I have never been against self-criticism. I don’t either disagree with the opinion that lack of self-criticism is one of the reasons for our heavy losses. 
 
But that wasn’t what I came to say. I don’t support the idea of concealing the wounds. But the surgery that is intended will become valid only when it helps in developing the current status of life or in preventing further deterioration. There is a famous saying among the allopathic practitioners: ‘A good surgeon is not the one who determines what to operate, but the one who determines what not to operate’. 
 
There are some cliques or bookish leftists who say that it is the caste discrimination (not ethnic) that is the primary problem of our people. The allegation they lodge against the Tigers is that the latter did not legislate against caste discrimination.
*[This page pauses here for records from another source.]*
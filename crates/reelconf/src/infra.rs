//! Infrastructure configuration - things that cannot change at runtime.

use serde::{Deserialize, Serialize};
use std::path::PathBuf;

/// Network bind settings and per-connection queue depth.
#[derive(Debug, Clone, Serialize, Deserialize, PartialEq)]
pub struct ServerConfig {
    /// Address to bind the WebSocket listener to.
    /// Default: 0.0.0.0
    #[serde(default = "ServerConfig::default_host")]
    pub host: String,

    /// Port for the WebSocket listener and health endpoint.
    /// Default: 5000
    #[serde(default = "ServerConfig::default_port")]
    pub port: u16,

    /// Frame queue depth, counted in frame chunks.
    /// Default: 3
    #[serde(default = "ServerConfig::default_max_queue")]
    pub max_queue: usize,
}

impl ServerConfig {
    fn default_host() -> String {
        "0.0.0.0".to_string()
    }

    fn default_port() -> u16 {
        5000
    }

    fn default_max_queue() -> usize {
        3
    }

    /// `host:port` string suitable for binding.
    pub fn bind_addr(&self) -> String {
        format!("{}:{}", self.host, self.port)
    }
}

impl Default for ServerConfig {
    fn default() -> Self {
        Self {
            host: Self::default_host(),
            port: Self::default_port(),
            max_queue: Self::default_max_queue(),
        }
    }
}

/// Filesystem locations.
#[derive(Debug, Clone, Serialize, Deserialize, PartialEq)]
pub struct PathsConfig {
    /// Parent directory for per-session workspaces.
    /// Default: the system temp dir
    #[serde(default = "PathsConfig::default_workspace_root")]
    pub workspace_root: PathBuf,
}

impl PathsConfig {
    fn default_workspace_root() -> PathBuf {
        std::env::temp_dir()
    }
}

impl Default for PathsConfig {
    fn default() -> Self {
        Self {
            workspace_root: Self::default_workspace_root(),
        }
    }
}

/// External programs used to acquire and transcode media.
#[derive(Debug, Clone, Serialize, Deserialize, PartialEq)]
pub struct ToolsConfig {
    /// yt-dlp executable.
    #[serde(default = "ToolsConfig::default_yt_dlp")]
    pub yt_dlp: String,

    /// ffmpeg executable.
    #[serde(default = "ToolsConfig::default_ffmpeg")]
    pub ffmpeg: String,

    /// yt-dlp format selector. The client renders at a few dozen
    /// characters wide, so the smallest streams are plenty.
    #[serde(default = "ToolsConfig::default_format")]
    pub format: String,

    /// Sample rate for the DFPWM audio artifact.
    /// Default: 48000
    #[serde(default = "ToolsConfig::default_audio_sample_rate")]
    pub audio_sample_rate: u32,
}

impl ToolsConfig {
    fn default_yt_dlp() -> String {
        "yt-dlp".to_string()
    }

    fn default_ffmpeg() -> String {
        "ffmpeg".to_string()
    }

    fn default_format() -> String {
        "worstvideo[ext=mp4]+worstaudio[ext=m4a]/worst[ext=mp4]/worst".to_string()
    }

    fn default_audio_sample_rate() -> u32 {
        48000
    }
}

impl Default for ToolsConfig {
    fn default() -> Self {
        Self {
            yt_dlp: Self::default_yt_dlp(),
            ffmpeg: Self::default_ffmpeg(),
            format: Self::default_format(),
            audio_sample_rate: Self::default_audio_sample_rate(),
        }
    }
}

/// Logging and observability configuration.
#[derive(Debug, Clone, Serialize, Deserialize, PartialEq)]
pub struct TelemetryConfig {
    /// Log filter (trace, debug, info, warn, error, or an EnvFilter directive).
    /// Default: info
    #[serde(default = "TelemetryConfig::default_log_level")]
    pub log_level: String,

    /// Append logs to this file in addition to stderr.
    #[serde(default)]
    pub log_file: Option<PathBuf>,

    /// OTLP gRPC endpoint. Export is disabled when unset.
    #[serde(default)]
    pub otlp_endpoint: Option<String>,
}

impl TelemetryConfig {
    fn default_log_level() -> String {
        "info".to_string()
    }
}

impl Default for TelemetryConfig {
    fn default() -> Self {
        Self {
            log_level: Self::default_log_level(),
            log_file: None,
            otlp_endpoint: None,
        }
    }
}

/// All infrastructure configuration.
#[derive(Debug, Clone, Serialize, Deserialize, Default, PartialEq)]
pub struct InfraConfig {
    #[serde(default)]
    pub server: ServerConfig,

    #[serde(default)]
    pub paths: PathsConfig,

    #[serde(default)]
    pub tools: ToolsConfig,

    #[serde(default)]
    pub telemetry: TelemetryConfig,
}
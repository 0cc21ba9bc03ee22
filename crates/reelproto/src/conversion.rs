//! Lenient numeric fields.
//!
//! Clients are Lua programs that sometimes send numbers as strings. Integer
//! fields accept JSON integers, floats (truncated toward zero), and numeric
//! strings; anything else fails the whole message.

use serde::{de, Deserialize, Deserializer};

#[derive(Deserialize)]
#[serde(untagged)]
enum Loose {
    Int(u64),
    Float(f64),
    Text(String),
}

impl Loose {
    fn as_f64(&self) -> Option<f64> {
        match self {
            Loose::Int(n) => Some(*n as f64),
            Loose::Float(f) => Some(*f),
            Loose::Text(s) => s.trim().parse::<f64>().ok(),
        }
    }
}

/// A strictly positive integer that fits in `u32`.
pub fn positive_u32<'de, D>(deserializer: D) -> Result<u32, D::Error>
where
    D: Deserializer<'de>,
{
    let raw = Loose::deserialize(deserializer)?;
    let value = match raw {
        Loose::Int(n) => n,
        other => other
            .as_f64()
            .filter(|f| f.is_finite() && *f >= 0.0)
            .map(|f| f.trunc() as u64)
            .ok_or_else(|| de::Error::custom("expected a positive integer"))?,
    };

    match u32::try_from(value) {
        Ok(0) => Err(de::Error::custom("expected a positive integer, got 0")),
        Ok(v) => Ok(v),
        Err(_) => Err(de::Error::custom(format!("{} is out of range", value))),
    }
}

/// A finite, non-negative number of seconds.
pub fn seconds<'de, D>(deserializer: D) -> Result<f64, D::Error>
where
    D: Deserializer<'de>,
{
    let raw = Loose::deserialize(deserializer)?;
    raw.as_f64()
        .filter(|f| f.is_finite() && *f >= 0.0)
        .ok_or_else(|| de::Error::custom("expected a non-negative number of seconds"))
}
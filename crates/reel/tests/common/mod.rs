//! In-process stand-ins for yt-dlp and ffmpeg.

#![allow(dead_code)]

use async_trait::async_trait;
use reel::dispatch::Dispatcher;
use reel::media::ffmpeg::{list_frames, AUDIO_FILE, FRAMES_DIR};
use reel::media::{
    Fetcher, FrameRenderer, MediaError, MediaTools, PaletteRenderer, RenderedMedia, Transcoder,
};
use reel::types::{Playback, SessionConfig};
use reelproto::ServerMessage;
use std::path::{Path, PathBuf};
use std::sync::Arc;

/// Writes a placeholder video, or fails for URLs containing "missing".
pub struct FakeFetcher;

#[async_trait]
impl Fetcher for FakeFetcher {
    async fn fetch(&self, url: &str, dest_dir: &Path) -> Result<PathBuf, MediaError> {
        if url.contains("missing") {
            return Err(MediaError::ToolFailed {
                program: "yt-dlp".to_string(),
                status: "exit status: 1".to_string(),
                stderr: "ERROR: Video unavailable".to_string(),
            });
        }
        std::fs::create_dir_all(dest_dir).map_err(|e| io_error(dest_dir, e))?;
        let path = dest_dir.join("video.mp4");
        std::fs::write(&path, url).map_err(|e| io_error(&path, e))?;
        Ok(path)
    }
}

/// Writes `frames` solid-color PPM frames and `audio` as the audio artifact.
///
/// Frame `i` uses palette slot `i % 16`, so its rendered rows are that hex
/// digit repeated.
pub struct FakeTranscoder {
    pub frames: usize,
    pub audio: Vec<u8>,
    pub fail: bool,
}

impl FakeTranscoder {
    pub fn new(frames: usize, audio: Vec<u8>) -> Self {
        Self {
            frames,
            audio,
            fail: false,
        }
    }

    pub fn failing() -> Self {
        Self {
            frames: 0,
            audio: Vec::new(),
            fail: true,
        }
    }
}

#[async_trait]
impl Transcoder for FakeTranscoder {
    async fn transcode(
        &self,
        _source: &Path,
        playback: Playback,
        workspace: &Path,
    ) -> Result<RenderedMedia, MediaError> {
        if self.fail {
            return Err(MediaError::NoOutput {
                program: "ffmpeg".to_string(),
                what: "frames",
            });
        }

        let frames_dir = workspace.join(FRAMES_DIR);
        std::fs::create_dir_all(&frames_dir).map_err(|e| io_error(&frames_dir, e))?;
        for i in 0..self.frames {
            let path = frames_dir.join(format!("out_{:05}.ppm", i + 1));
            let color = reel::media::palette::CC_PALETTE[i % 16];
            std::fs::write(&path, solid_ppm(playback, color)).map_err(|e| io_error(&path, e))?;
        }

        let audio = workspace.join(AUDIO_FILE);
        std::fs::write(&audio, &self.audio).map_err(|e| io_error(&audio, e))?;

        Ok(RenderedMedia {
            frames: list_frames(&frames_dir)?,
            audio,
        })
    }
}

/// Fails on the frame with the given 1-based number.
pub struct FailingRenderer {
    pub fail_on: usize,
    inner: PaletteRenderer,
}

impl FailingRenderer {
    pub fn new(fail_on: usize) -> Self {
        Self {
            fail_on,
            inner: PaletteRenderer::default(),
        }
    }
}

impl FrameRenderer for FailingRenderer {
    fn render(&self, frame: &Path) -> Result<String, MediaError> {
        let target = format!("out_{:05}.ppm", self.fail_on);
        if frame.file_name() == Some(std::ffi::OsStr::new(&target)) {
            return Err(MediaError::BadFrame {
                path: frame.to_path_buf(),
                reason: "corrupt".to_string(),
            });
        }
        self.inner.render(frame)
    }
}

pub fn solid_ppm(playback: Playback, color: [u8; 3]) -> Vec<u8> {
    let mut bytes = format!("P6\n{} {}\n255\n", playback.width, playback.height).into_bytes();
    for _ in 0..playback.width * playback.height {
        bytes.extend_from_slice(&color);
    }
    bytes
}

/// The payload [`PaletteRenderer`] produces for frame `index` (0-based).
pub fn expected_frame(playback: Playback, index: usize) -> String {
    let digit = std::char::from_digit((index % 16) as u32, 16).unwrap();
    let row: String = std::iter::repeat(digit).take(playback.width as usize).collect();
    vec![row; playback.height as usize].join("\n")
}

pub fn session_config(root: &Path) -> Arc<SessionConfig> {
    Arc::new(SessionConfig {
        frame_chunk_size: 5,
        audio_chunk_size: 1024,
        queue_capacity: 15,
        workspace_root: root.to_path_buf(),
    })
}

pub fn dispatcher(root: &Path, transcoder: FakeTranscoder) -> Dispatcher {
    dispatcher_with_renderer(root, transcoder, Arc::new(PaletteRenderer::default()))
}

pub fn dispatcher_with_renderer(
    root: &Path,
    transcoder: FakeTranscoder,
    renderer: Arc<dyn FrameRenderer>,
) -> Dispatcher {
    let tools = MediaTools::new(Arc::new(FakeFetcher), Arc::new(transcoder), renderer);
    Dispatcher::new(session_config(root), tools)
}

/// Send each JSON line through the dispatcher and collect every reply.
pub async fn run(dispatcher: &mut Dispatcher, messages: &[&str]) -> Vec<ServerMessage> {
    let mut out = Vec::new();
    for message in messages {
        dispatcher
            .handle_text(message, &mut out)
            .await
            .expect("dispatch failed");
    }
    out
}

pub const INIT: &str = r#"{"type":"init","width":4,"height":2,"fps":5}"#;
pub const PLAYBACK: Playback = Playback {
    width: 4,
    height: 2,
    fps: 5,
};

fn io_error(path: &Path, source: std::io::Error) -> MediaError {
    MediaError::Io {
        path: path.to_path_buf(),
        source,
    }
}
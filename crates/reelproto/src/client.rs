//! Messages sent by the client.

use serde::{Deserialize, Serialize};
use thiserror::Error;

use crate::conversion;

/// Every `type` the server understands.
pub const CLIENT_MESSAGE_TYPES: &[&str] =
    &["init", "get_frames", "get_audio", "get_media", "stop", "seek"];

/// A decoded inbound message.
#[derive(Debug, Clone, PartialEq, Serialize, Deserialize)]
#[serde(tag = "type", rename_all = "snake_case")]
pub enum ClientMessage {
    /// Create a session for a terminal of the given size and frame rate.
    Init {
        #[serde(deserialize_with = "conversion::positive_u32")]
        width: u32,
        #[serde(deserialize_with = "conversion::positive_u32")]
        height: u32,
        #[serde(deserialize_with = "conversion::positive_u32")]
        fps: u32,
    },
    /// Pull the next chunk of frames.
    GetFrames,
    /// Pull the next window of audio.
    GetAudio,
    /// Fetch and render a video. `url` is optional on the wire so a missing
    /// locator can be answered with an error instead of being dropped.
    GetMedia {
        #[serde(default)]
        url: Option<String>,
    },
    /// Abandon the current media and reset the session.
    Stop,
    /// Jump to a position, in seconds.
    Seek {
        #[serde(deserialize_with = "conversion::seconds")]
        time: f64,
    },
}

impl ClientMessage {
    /// The wire discriminator, for logging.
    pub fn kind(&self) -> &'static str {
        match self {
            ClientMessage::Init { .. } => "init",
            ClientMessage::GetFrames => "get_frames",
            ClientMessage::GetAudio => "get_audio",
            ClientMessage::GetMedia { .. } => "get_media",
            ClientMessage::Stop => "stop",
            ClientMessage::Seek { .. } => "seek",
        }
    }
}

/// Why an inbound text frame could not be turned into a [`ClientMessage`].
#[derive(Debug, Error)]
pub enum DecodeError {
    #[error("invalid JSON: {0}")]
    Json(#[source] serde_json::Error),

    #[error("message is not an object with a string `type`")]
    MissingType,

    #[error("unknown message type: {0}")]
    UnknownType(String),

    #[error("invalid `{kind}` message: {source}")]
    InvalidFields {
        kind: String,
        #[source]
        source: serde_json::Error,
    },
}

/// Decode one text frame.
///
/// Unknown types are reported separately from field errors so callers can
/// log them differently.
pub fn decode(text: &str) -> Result<ClientMessage, DecodeError> {
    let value: serde_json::Value = serde_json::from_str(text).map_err(DecodeError::Json)?;

    let kind = value
        .get("type")
        .and_then(|t| t.as_str())
        .ok_or(DecodeError::MissingType)?
        .to_string();

    if !CLIENT_MESSAGE_TYPES.contains(&kind.as_str()) {
        return Err(DecodeError::UnknownType(kind));
    }

    serde_json::from_value(value).map_err(|source| DecodeError::InvalidFields { kind, source })
}
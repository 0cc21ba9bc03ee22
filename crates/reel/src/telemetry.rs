//! Logging and optional OpenTelemetry export.
//!
//! Human-readable logs always go to stderr. A log file and an OTLP endpoint
//! (traces and logs over gRPC) are added when configured.

use std::fs::OpenOptions;
use std::sync::Mutex;
use std::time::Duration;

use anyhow::{Context, Result};
use opentelemetry::trace::TracerProvider as _;
use opentelemetry::{global, KeyValue};
use opentelemetry_otlp::WithExportConfig;
use opentelemetry_sdk::logs::SdkLoggerProvider;
use opentelemetry_sdk::trace::{RandomIdGenerator, Sampler, SdkTracerProvider};
use opentelemetry_sdk::Resource;
use reelconf::TelemetryConfig;
use tracing_subscriber::{layer::SubscriberExt, util::SubscriberInitExt, EnvFilter};

/// Timeout for OTLP exports - prevents blocking on unavailable endpoints
const EXPORT_TIMEOUT: Duration = Duration::from_secs(5);

const SERVICE_NAME: &str = "reel";

/// Keeps exporters alive. Call [`TelemetryGuard::shutdown`] before exit to
/// flush pending spans and logs.
#[derive(Default)]
pub struct TelemetryGuard {
    tracer_provider: Option<SdkTracerProvider>,
    logger_provider: Option<SdkLoggerProvider>,
}

impl TelemetryGuard {
    pub fn shutdown(self) {
        if let Some(provider) = self.tracer_provider {
            tracing::info!("Flushing OpenTelemetry traces");
            if let Err(e) = provider.shutdown() {
                tracing::warn!(error = ?e, "Failed to shut down tracer provider");
            }
        }
        if let Some(provider) = self.logger_provider {
            if let Err(e) = provider.shutdown() {
                tracing::warn!(error = ?e, "Failed to shut down logger provider");
            }
        }
    }
}

/// Install the global subscriber.
///
/// `RUST_LOG` takes precedence over `config.log_level`.
pub fn init(config: &TelemetryConfig) -> Result<TelemetryGuard> {
    let env_filter = match EnvFilter::try_from_default_env() {
        Ok(filter) => filter,
        Err(_) => build_filter(&config.log_level)?,
    };

    let file_layer = match &config.log_file {
        Some(path) => {
            if let Some(parent) = path.parent().filter(|p| !p.as_os_str().is_empty()) {
                std::fs::create_dir_all(parent).with_context(|| {
                    format!("Failed to create log directory {}", parent.display())
                })?;
            }
            let file = OpenOptions::new()
                .create(true)
                .append(true)
                .open(path)
                .with_context(|| format!("Failed to open log file {}", path.display()))?;
            Some(
                tracing_subscriber::fmt::layer()
                    .with_writer(Mutex::new(file))
                    .with_ansi(false),
            )
        }
        None => None,
    };

    let mut guard = TelemetryGuard::default();
    let (otel_layer, log_bridge) = match &config.otlp_endpoint {
        Some(endpoint) => {
            let (tracer_provider, logger_provider) = otlp_providers(endpoint)?;
            let tracer = tracer_provider.tracer(SERVICE_NAME);
            global::set_tracer_provider(tracer_provider.clone());

            let bridge = opentelemetry_appender_tracing::layer::OpenTelemetryTracingBridge::new(
                &logger_provider,
            );
            guard.tracer_provider = Some(tracer_provider);
            guard.logger_provider = Some(logger_provider);
            (
                Some(tracing_opentelemetry::layer().with_tracer(tracer)),
                Some(bridge),
            )
        }
        None => (None, None),
    };

    tracing_subscriber::registry()
        .with(env_filter)
        .with(tracing_subscriber::fmt::layer().with_writer(std::io::stderr))
        .with(file_layer)
        .with(otel_layer)
        .with(log_bridge)
        .try_init()
        .context("Failed to install tracing subscriber")?;

    if let Some(endpoint) = &config.otlp_endpoint {
        tracing::info!(%endpoint, "OpenTelemetry export enabled");
    }
    if let Some(path) = &config.log_file {
        tracing::info!(path = %path.display(), "Logging to file");
    }

    Ok(guard)
}

/// Parse a level (`debug`) or full directive string (`info,reel=trace`).
pub fn build_filter(directives: &str) -> Result<EnvFilter> {
    EnvFilter::try_new(directives).with_context(|| format!("Invalid log filter '{}'", directives))
}

/// Accepts `host:port` or a full URL.
fn otlp_url(endpoint: &str) -> String {
    if endpoint.contains("://") {
        endpoint.to_string()
    } else {
        format!("http://{}", endpoint)
    }
}

fn otlp_providers(endpoint: &str) -> Result<(SdkTracerProvider, SdkLoggerProvider)> {
    let resource = Resource::builder_empty()
        .with_service_name(SERVICE_NAME)
        .with_attributes(vec![KeyValue::new(
            "service.version",
            env!("CARGO_PKG_VERSION"),
        )])
        .build();

    let url = otlp_url(endpoint);

    let span_exporter = opentelemetry_otlp::SpanExporter::builder()
        .with_tonic()
        .with_endpoint(url.clone())
        .with_timeout(EXPORT_TIMEOUT)
        .build()
        .context("Failed to create OTLP span exporter")?;

    let tracer_provider = SdkTracerProvider::builder()
        .with_span_processor(
            opentelemetry_sdk::trace::BatchSpanProcessor::builder(span_exporter).build(),
        )
        .with_sampler(Sampler::AlwaysOn)
        .with_id_generator(RandomIdGenerator::default())
        .with_resource(resource.clone())
        .build();

    let log_exporter = opentelemetry_otlp::LogExporter::builder()
        .with_tonic()
        .with_endpoint(url)
        .with_timeout(EXPORT_TIMEOUT)
        .build()
        .context("Failed to create OTLP log exporter")?;

    let logger_provider = SdkLoggerProvider::builder()
        .with_log_processor(
            opentelemetry_sdk::logs::BatchLogProcessor::builder(log_exporter).build(),
        )
        .with_resource(resource)
        .build();

    Ok((tracer_provider, logger_provider))
}

#[cfg(test)]
mod tests {
    use super::*;

    #[test]
    fn test_build_filter() {
        assert!(build_filter("info").is_ok());
        assert!(build_filter("warn,reel=debug").is_ok());
        assert!(build_filter("reel=notalevel").is_err());
    }

    #[test]
    fn test_otlp_url() {
        assert_eq!(otlp_url("127.0.0.1:4317"), "http://127.0.0.1:4317");
        assert_eq!(otlp_url("https://collector:4317"), "https://collector:4317");
    }
}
Rather I concur with the argument that more than any other rulers who made laws regarding casteism and made it a public issue, the Tigers had silently achieved many milestones in abolishing casteism. 
 
Likewise, I have this question regarding regionalism: the benefits we get by discussing about regionalism, its origin and its pseudo nature and by making it an issue again, and the benefits we get by emphasizing the need and justification for national unity (to expedite the death of the already dying regionalism) – which are significant?
 
Whatever it is, I respect your writing and your right to decide what to write. 
 
Though you had been among ‘those who earlier had differences with the LTTE or were in its list of the disliked’, as a person who really loves the nation and nationalism, your writing will definitely make us strong, I hope. Coming from the camp of Sarinikar, your thoughts and the quality of writing will ensure it, I hope. 
 
Though I haven’t elaborated in detail, I hope you understand what I come to say.
 
With love,
Friend PT
*
 
Hi Kuru,
Truth will not sleep. Justice will prevail. 
Thanks.
Brother 
Siva
*
 
Friend, 
It will be appropriate if I cast my criticism only after going through your entire serial. Thanks for your concern about the East. The East had never been under the rule of Jaffna. When it was under the rule of Kandi, it was a self-government with Tamil Muslim Vanniyanars being the leaders. You know that I had controversies with all the liberation organizations regarding the East. After Karuna’s breakaway, you released my statement in Suriyan FM that said, ‘Prabhakaran does not have people’s decree to shoot the Eastern fighters. He can ask them to return home’. If Eelam is established, it should be a federal type of government consisting of the North and the East. The Muslims may choose to co-opt themselves into this federation or decide otherwise as a separate unit. My dream is a conditional integration of the North and the East. I agree with Sivaram in that no liberation organization in the past had complete grasp or equitable thought regarding the East.